Texas violated a court order intended to preserve voting rights. And it got caught.
Earlier this month, the Justice Department informed a federal court that Texas is violating a recent court order that sought to keep the state from disenfranchising voters. After an appeals court struck down the state’s voter ID law, a common form of voter suppression favored by conservative lawmakers, the state agreed to be bound by an order that would permit voters to cast a ballot in the 2016 election if they “cannot reasonably obtain” photo ID.

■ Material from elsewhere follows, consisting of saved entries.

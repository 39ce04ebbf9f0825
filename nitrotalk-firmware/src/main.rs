use anyhow::Result;
use esp_idf_hal::cpu::Core;
use esp_idf_hal::prelude::*;
use esp_idf_svc::nvs::EspDefaultNvsPartition;
use log::{debug, error, info, warn, LevelFilter};
use nitrotalk_link_lib::{
    AtomicConnectionState, ConnectionState, Link, LinkConfig, LinkHandle, LinkMessage, LinkTask,
};
use nitrotalk_obd_lib::{Elm327Session, Scheduler, SessionShared, Status};
use std::sync::atomic::AtomicBool;
use std::sync::mpsc::{self, Receiver};
use std::sync::Arc;
use std::time::{Duration, Instant};

#[cfg(not(feature = "classic"))]
mod ble;
mod config;
#[cfg(feature = "classic")]
mod spp;
mod thread_util;
mod watchdog;

use config::Config;

/// Bluedroid log tags that flood the console at info level
const BT_STACK_TAGS: [&str; 10] = [
    "BT_RFCOMM", "BT_L2CAP", "BT_BTM", "BT_HCI", "BT_APPL", "BT_SMP", "BT_GAP", "BT_SDP",
    "BT_SPP", "BT_GATT",
];

fn apply_log_levels(config: &Config) {
    let level = config.log_level.as_level_filter();
    if let Err(e) = esp_idf_svc::log::set_target_level("*", level) {
        warn!("Failed to set log level: {e}");
    } else {
        info!("Log level set to {:?}", config.log_level);
    }

    let stack_level = if config.bt_stack_logs {
        LevelFilter::Debug
    } else {
        LevelFilter::Warn
    };
    for tag in BT_STACK_TAGS {
        if let Err(e) = esp_idf_svc::log::set_target_level(tag, stack_level) {
            debug!("Failed to set level of {tag}: {e}");
        }
    }
}

/// The link task sits next to the Bluetooth controller on core 0
fn spawn_link_task<L>(link: L, config: &LinkConfig, rx: Receiver<LinkMessage<L::Event>>) -> Result<()>
where
    L: Link + Send + 'static,
{
    let task = LinkTask::new(link, config, rx);
    thread_util::spawn_named(c"link_task", Some(Core::Core0), move || {
        task.run(watchdog::heartbeat(c"link_task"));
        error!("Link task exited");
    })?;
    Ok(())
}

fn spawn_scheduler<E: Send + 'static>(
    shared: Arc<SessionShared>,
    writer: LinkHandle<E>,
    config: &Config,
) -> Result<()> {
    let session = Elm327Session::new(shared, writer, config.session.clone());
    let mut scheduler = Scheduler::new(session, config.polling.clone());
    thread_util::spawn_named(c"obd_poll", Some(Core::Core1), move || {
        // Runs for the life of the device
        let shutdown = AtomicBool::new(false);
        scheduler.run(&shutdown, watchdog::heartbeat(c"obd_poll"));
    })?;
    Ok(())
}

fn report_status(status: &Status, interval: Duration) -> ! {
    loop {
        std::thread::sleep(interval);
        let snapshot = status.snapshot();
        let telemetry = snapshot.telemetry;
        info!(
            "RPM: {} | Throttle: {}% | Speed: {} km/h | Gear: {} | Link: {:?} | ECU: {:?}",
            telemetry.rpm,
            telemetry.throttle_pct,
            telemetry.speed_kmh,
            snapshot.gear,
            snapshot.connection,
            snapshot.ecu
        );
        if snapshot.ecu_unreachable {
            warn!("ECU unreachable, waiting for the adapter link to be re-established");
        }
        match serde_json::to_string(&snapshot) {
            Ok(json) => debug!("Status: {json}"),
            Err(e) => warn!("Failed to serialize status: {e}"),
        }
    }
}

fn main() -> Result<()> {
    // It is necessary to call this function once. Otherwise some patches to the runtime
    // implemented by esp-idf-sys might not link properly. See https://github.com/esp-rs/esp-idf-template/issues/71
    esp_idf_svc::sys::link_patches();

    // Bind the log crate to the ESP Logging facilities
    esp_idf_svc::log::EspLogger::initialize_default();

    info!("Starting nitrotalk firmware {}...", env!("GIT_VERSION"));

    let peripherals = Peripherals::take()?;
    let nvs = EspDefaultNvsPartition::take()?;

    config::init_nvs(nvs.clone())?;
    let config = Config::load_or_default();
    apply_log_levels(&config);

    let connection = Arc::new(AtomicConnectionState::new(ConnectionState::Idle));
    let status = Arc::new(Status::new(connection.clone()));
    status.set_auto_injection(config::load_auto_injection());

    let shared = SessionShared::new(&config.session, status.clone());
    let (tx, rx) = mpsc::channel();
    let handle = LinkHandle::new(tx, &config.link);

    info!("Initializing Bluetooth...");
    #[cfg(not(feature = "classic"))]
    let _bt = {
        let bt = esp_idf_svc::bt::BtDriver::<esp_idf_svc::bt::Ble>::new(peripherals.modem, Some(nvs))?;
        let transport = ble::init(handle.events(), config.link.mtu)?;
        let link = nitrotalk_link_lib::GattConnectionManager::new(
            transport,
            config.link.clone(),
            shared.clone(),
            connection,
            Instant::now(),
        );
        spawn_link_task(link, &config.link, rx)?;
        bt
    };
    #[cfg(feature = "classic")]
    let _bt = {
        let bt =
            esp_idf_svc::bt::BtDriver::<esp_idf_svc::bt::BtClassic>::new(peripherals.modem, Some(nvs))?;
        let transport = spp::init(handle.events())?;
        let link = nitrotalk_link_lib::SppConnectionManager::new(
            transport,
            config.link.clone(),
            shared.clone(),
            connection,
            Instant::now(),
        );
        spawn_link_task(link, &config.link, rx)?;
        bt
    };
    info!("Adapter link task started, target {}", config.link.target);

    spawn_scheduler(shared, handle, &config)?;
    info!("Polling scheduler started");

    report_status(&status, Duration::from_millis(config.status_interval_ms))
}
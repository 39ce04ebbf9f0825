//! Recording fakes for the transport traits and the link listener

use std::sync::{Mutex, PoisonError};
use std::time::Duration;

use crate::gatt::GattTransport;
use crate::spp::SppTransport;
use crate::types::{AddrType, BdAddr, BtUuid, Characteristic, ConnId, ServiceRange};
use crate::{LinkError, LinkListener};

#[derive(Debug, Clone, PartialEq, Eq)]
pub enum Call {
    StartScan,
    StopScan,
    Open(BdAddr, AddrType),
    Close(Option<ConnId>),
    RequestMtu(u16),
    SearchServices,
    RegisterNotify(u16),
    WriteDescriptor(u16, Vec<u8>),
    WriteChar(u16, Vec<u8>, bool),
    StartInquiry,
    CancelInquiry,
    Connect(BdAddr, u8),
    Disconnect(u32),
    Write(u32, Vec<u8>),
}

#[derive(Default)]
pub struct RecordingTransport {
    pub calls: Vec<Call>,
    pub characteristics: Vec<Characteristic>,
    pub cccd: Option<u16>,
    pub fail_open: bool,
    pub fail_writes: bool,
}

impl RecordingTransport {
    pub fn count(&self, call: &Call) -> usize {
        self.calls.iter().filter(|c| *c == call).count()
    }

    pub fn opens(&self) -> usize {
        self.calls.iter().filter(|c| matches!(c, Call::Open(..))).count()
    }

    pub fn take(&mut self) -> Vec<Call> {
        std::mem::take(&mut self.calls)
    }
}

impl GattTransport for RecordingTransport {
    fn start_scan(&mut self, _duration: Duration) -> Result<(), LinkError> {
        self.calls.push(Call::StartScan);
        Ok(())
    }

    fn stop_scan(&mut self) -> Result<(), LinkError> {
        self.calls.push(Call::StopScan);
        Ok(())
    }

    fn open(&mut self, addr: BdAddr, addr_type: AddrType) -> Result<(), LinkError> {
        self.calls.push(Call::Open(addr, addr_type));
        if self.fail_open {
            return Err(LinkError::Transport { code: -1 });
        }
        Ok(())
    }

    fn close(&mut self, conn: Option<ConnId>) -> Result<(), LinkError> {
        self.calls.push(Call::Close(conn));
        Ok(())
    }

    fn request_mtu(&mut self, _conn: ConnId, mtu: u16) -> Result<(), LinkError> {
        self.calls.push(Call::RequestMtu(mtu));
        Ok(())
    }

    fn search_services(&mut self, _conn: ConnId) -> Result<(), LinkError> {
        self.calls.push(Call::SearchServices);
        Ok(())
    }

    fn characteristics(
        &mut self,
        _conn: ConnId,
        _range: ServiceRange,
    ) -> Result<Vec<Characteristic>, LinkError> {
        Ok(self.characteristics.clone())
    }

    fn descriptor(&mut self, _conn: ConnId, _char_handle: u16, _uuid: BtUuid) -> Option<u16> {
        self.cccd
    }

    fn register_for_notify(&mut self, _addr: BdAddr, handle: u16) -> Result<(), LinkError> {
        self.calls.push(Call::RegisterNotify(handle));
        Ok(())
    }

    fn write_descriptor(&mut self, _conn: ConnId, handle: u16, value: &[u8]) -> Result<(), LinkError> {
        self.calls.push(Call::WriteDescriptor(handle, value.to_vec()));
        Ok(())
    }

    fn write_characteristic(
        &mut self,
        _conn: ConnId,
        handle: u16,
        data: &[u8],
        with_response: bool,
    ) -> Result<(), LinkError> {
        self.calls.push(Call::WriteChar(handle, data.to_vec(), with_response));
        if self.fail_writes {
            return Err(LinkError::Transport { code: 0x85 });
        }
        Ok(())
    }
}

impl SppTransport for RecordingTransport {
    fn start_inquiry(&mut self, _duration: Duration) -> Result<(), LinkError> {
        self.calls.push(Call::StartInquiry);
        Ok(())
    }

    fn cancel_inquiry(&mut self) -> Result<(), LinkError> {
        self.calls.push(Call::CancelInquiry);
        Ok(())
    }

    fn connect(&mut self, addr: BdAddr, channel: u8) -> Result<(), LinkError> {
        self.calls.push(Call::Connect(addr, channel));
        if self.fail_open {
            return Err(LinkError::Transport { code: -1 });
        }
        Ok(())
    }

    fn disconnect(&mut self, handle: u32) -> Result<(), LinkError> {
        self.calls.push(Call::Disconnect(handle));
        Ok(())
    }

    fn write(&mut self, handle: u32, data: &[u8]) -> Result<(), LinkError> {
        self.calls.push(Call::Write(handle, data.to_vec()));
        if self.fail_writes {
            return Err(LinkError::Transport { code: -2 });
        }
        Ok(())
    }
}

#[derive(Debug, Clone, PartialEq, Eq)]
pub enum Heard {
    Ready { writable: bool },
    Bytes(Vec<u8>),
    Lost,
}

#[derive(Default)]
pub struct RecordingListener {
    heard: Mutex<Vec<Heard>>,
}

impl RecordingListener {
    pub fn heard(&self) -> Vec<Heard> {
        self.heard.lock().unwrap_or_else(PoisonError::into_inner).clone()
    }

    fn push(&self, h: Heard) {
        self.heard.lock().unwrap_or_else(PoisonError::into_inner).push(h);
    }
}

impl LinkListener for RecordingListener {
    fn on_link_ready(&self, writable: bool) {
        self.push(Heard::Ready { writable });
    }

    fn on_bytes(&self, data: &[u8]) {
        self.push(Heard::Bytes(data.to_vec()));
    }

    fn on_link_lost(&self) {
        self.push(Heard::Lost);
    }
}
//! The link task: one thread owning the connection manager
//!
//! Transport callbacks, write requests and control messages all arrive on one
//! channel, so the manager's state is only ever touched from this thread and
//! at most one scan or connect attempt can be in flight.

use std::sync::mpsc::{Receiver, RecvTimeoutError, Sender};
use std::time::{Duration, Instant};

use log::{debug, info, warn};

use crate::config::LinkConfig;
use crate::supervisor::Supervisor;
use crate::{Link, LinkError, LinkWriter};

pub enum LinkMessage<E> {
    /// Translated platform callback
    Event(E),
    /// Bytes for the adapter; `reply` is `None` for fire-and-forget writes
    Write {
        data: Vec<u8>,
        reply: Option<oneshot::Sender<Result<(), LinkError>>>,
    },
    /// Close the link; discovery restarts on the next pass
    Disconnect,
    /// Close the link and end the task
    Shutdown,
}

pub type LinkSender<E> = Sender<LinkMessage<E>>;

pub struct LinkTask<L: Link> {
    link: L,
    supervisor: Supervisor,
    rx: Receiver<LinkMessage<L::Event>>,
    tick: Duration,
}

impl<L: Link> LinkTask<L> {
    pub fn new(link: L, config: &LinkConfig, rx: Receiver<LinkMessage<L::Event>>) -> Self {
        Self {
            link,
            supervisor: Supervisor::new(config, Instant::now()),
            rx,
            tick: Duration::from_millis(config.tick_ms),
        }
    }

    /// Run until shut down or every sender is gone. `heartbeat` is called on
    /// every pass (the firmware feeds its task watchdog there).
    pub fn run(mut self, mut heartbeat: impl FnMut()) -> L {
        info!("Link task started");
        self.link.start_discovery(Instant::now());

        loop {
            heartbeat();

            match self.rx.recv_timeout(self.tick) {
                Ok(LinkMessage::Event(event)) => self.link.handle_event(event, Instant::now()),
                Ok(LinkMessage::Write { data, reply }) => {
                    let result = self.link.write(&data);
                    if let Err(e) = result {
                        debug!("Write of {} bytes rejected: {e}", data.len());
                    }
                    if let Some(reply) = reply {
                        // Caller may have timed out already
                        let _ = reply.send(result);
                    }
                }
                Ok(LinkMessage::Disconnect) => self.link.disconnect(Instant::now()),
                Ok(LinkMessage::Shutdown) => {
                    info!("Link task shutting down");
                    self.link.disconnect(Instant::now());
                    break;
                }
                Err(RecvTimeoutError::Timeout) => {}
                Err(RecvTimeoutError::Disconnected) => {
                    warn!("Link channel closed, stopping link task");
                    break;
                }
            }

            let now = Instant::now();
            self.link.poll(now);
            self.supervisor.tick(&mut self.link, now);
        }

        self.link
    }
}

/// Cloneable handle to a running link task
pub struct LinkHandle<E> {
    tx: LinkSender<E>,
    write_timeout: Duration,
}

impl<E> Clone for LinkHandle<E> {
    fn clone(&self) -> Self {
        Self {
            tx: self.tx.clone(),
            write_timeout: self.write_timeout,
        }
    }
}

impl<E: Send + 'static> LinkHandle<E> {
    pub fn new(tx: LinkSender<E>, config: &LinkConfig) -> Self {
        Self {
            tx,
            write_timeout: Duration::from_millis(config.write_timeout_ms),
        }
    }

    /// Sender for the platform glue to post transport events
    pub fn events(&self) -> LinkSender<E> {
        self.tx.clone()
    }

    pub fn disconnect(&self) -> Result<(), LinkError> {
        self.tx
            .send(LinkMessage::Disconnect)
            .map_err(|_| LinkError::TaskGone)
    }

    pub fn shutdown(&self) -> Result<(), LinkError> {
        self.tx
            .send(LinkMessage::Shutdown)
            .map_err(|_| LinkError::TaskGone)
    }
}

impl<E: Send + 'static> LinkWriter for LinkHandle<E> {
    fn write(&self, data: &[u8]) -> Result<(), LinkError> {
        let (reply, response_rx) = oneshot::channel();
        self.tx
            .send(LinkMessage::Write {
                data: data.to_vec(),
                reply: Some(reply),
            })
            .map_err(|_| LinkError::TaskGone)?;

        response_rx
            .recv_timeout(self.write_timeout)
            .map_err(|_| LinkError::Timeout)?
    }
}

#[cfg(test)]
mod tests {
    use super::*;
    use crate::gatt::{GattConnectionManager, GattEvent};
    use crate::testing::{Call, Heard, RecordingListener, RecordingTransport};
    use crate::types::{AddrType, BtUuid, CharProperty, Characteristic, ServiceRange};
    use crate::{AtomicConnectionState, ConnectionState, NotifyStrategy};
    use std::sync::atomic::Ordering;
    use std::sync::{mpsc, Arc};
    use std::thread;

    fn config() -> LinkConfig {
        LinkConfig {
            notify: NotifyStrategy::Single,
            tick_ms: 5,
            write_timeout_ms: 500,
            ..LinkConfig::default()
        }
    }

    #[test]
    fn test_task_reaches_ready_and_writes() {
        let config = config();
        let listener = Arc::new(RecordingListener::default());
        let shared = Arc::new(AtomicConnectionState::new(ConnectionState::Idle));
        let transport = RecordingTransport {
            characteristics: vec![Characteristic {
                uuid: BtUuid::U16(0xFFE1),
                handle: 0x2A,
                properties: CharProperty::Write | CharProperty::Notify,
            }],
            cccd: Some(0x2B),
            ..RecordingTransport::default()
        };
        let manager = GattConnectionManager::new(
            transport,
            config.clone(),
            listener.clone(),
            shared.clone(),
            Instant::now(),
        );

        let (tx, rx) = mpsc::channel();
        let handle = LinkHandle::new(tx, &config);
        let task = LinkTask::new(manager, &config, rx);
        let join = thread::spawn(move || task.run(|| {}));

        // Not ready yet
        assert_eq!(handle.write(b"ATZ\r"), Err(LinkError::NotReady));

        let events = handle.events();
        let target = config.target;
        for event in [
            GattEvent::ScanResult {
                addr: target,
                addr_type: AddrType::Public,
                rssi: -50,
            },
            GattEvent::ScanStopped,
            GattEvent::Connected { conn: 1, addr: target },
            GattEvent::ServiceFound {
                uuid: BtUuid::U16(0xFFE0),
                range: ServiceRange { start: 0x28, end: 0x30 },
            },
            GattEvent::ServiceSearchComplete { ok: true },
            GattEvent::NotifyRegistered { handle: 0x2A, ok: true },
            GattEvent::DescriptorWritten { handle: 0x2B, ok: true },
        ] {
            events.send(LinkMessage::Event(event)).unwrap();
        }

        // Messages are handled in order, so this write sees the Ready link
        assert_eq!(handle.write(b"ATZ\r"), Ok(()));
        assert_eq!(shared.load(Ordering::Relaxed), ConnectionState::Ready);
        assert_eq!(listener.heard(), vec![Heard::Ready { writable: true }]);

        handle.shutdown().unwrap();
        let manager = join.join().unwrap();
        assert!(manager
            .transport()
            .calls
            .contains(&Call::WriteChar(0x2A, b"ATZ\r".to_vec(), true)));
        assert!(manager.transport().calls.contains(&Call::Close(Some(1))));
        assert_eq!(manager.state(), ConnectionState::Disconnected);
    }

    #[test]
    fn test_handle_reports_task_gone() {
        let config = config();
        let (tx, rx) = mpsc::channel::<LinkMessage<GattEvent>>();
        drop(rx);
        let handle = LinkHandle::new(tx, &config);
        assert_eq!(handle.write(b"0100\r"), Err(LinkError::TaskGone));
        assert_eq!(handle.disconnect(), Err(LinkError::TaskGone));
    }
}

Despite this order, Texas published press releases, voter education materials, and training manuals for poll workers that effectively stated that a voter without ID cannot vote unless it is literally impossible for that voter to obtain a photo ID. Thus, for example, a voter who had to make multiple day long trips to a government office and make burdensome document requests to obtain an ID would not be able to vote, under Texas’ standard, unless that voter was willing to jump through all of these considerable hoops.
On Tuesday, Judge Nelva Gonzales Ramos, the judge overseeing this case, weighed in on Texas’ defiance of the court order. And, if the order she issued on Tuesday is any indication, she’s pissed.
For one thing, as the Huffington Post’s Cristian Farias notes on Twitter, Judge Ramos’ Tuesday order is stronger than a proposed order drafted by some of the plaintiffs in this case. The proposed order would have largely clarified that the court’s original order meant what it said. Judge Ramos’ Tuesday order, by contrast, requires Texas to take several specific actions. It also subjects Texas to a kind of federal supervision similar to the oversight it faced before conservatives on the Supreme Court gutted a key provision of the Voting Rights Act.
Among other things, the Tuesday order requires Texas to “re-issue its press releases concerning voting to properly reflect the language in the Court’s Order,” to “edit the poster to be printed and placed at polling locations to accurately reflect the language in the Court’s Order,” and to “edit digital materials on its website page(s) that address voting rights and procedures, including titles or headlines and FAQs” to bring them into compliance with the original court order.
Significantly, the Tuesday order also provides that “the State of Texas shall provide to counsel for all Plaintiffs scripts and copy for documents and advertisements that have not yet been published for review and objection prior to publication.” As a practical matter, this gives the Justice Department (as well as the private plaintiffs in this case) the power to read over and object to new elections related materials before those materials are published.
While it does not appear that this right-to-review is quite as potent as the intact Voting Rights Act, which would have prevented any new voting rule in Texas from taking effect until it is approved by the Justice Department or a federal court in DC, it is still an unusually powerful remedy. Texas now risks contempt of court if it tries to publish new materials without first submitting those materials to review by its opponents in this litigation.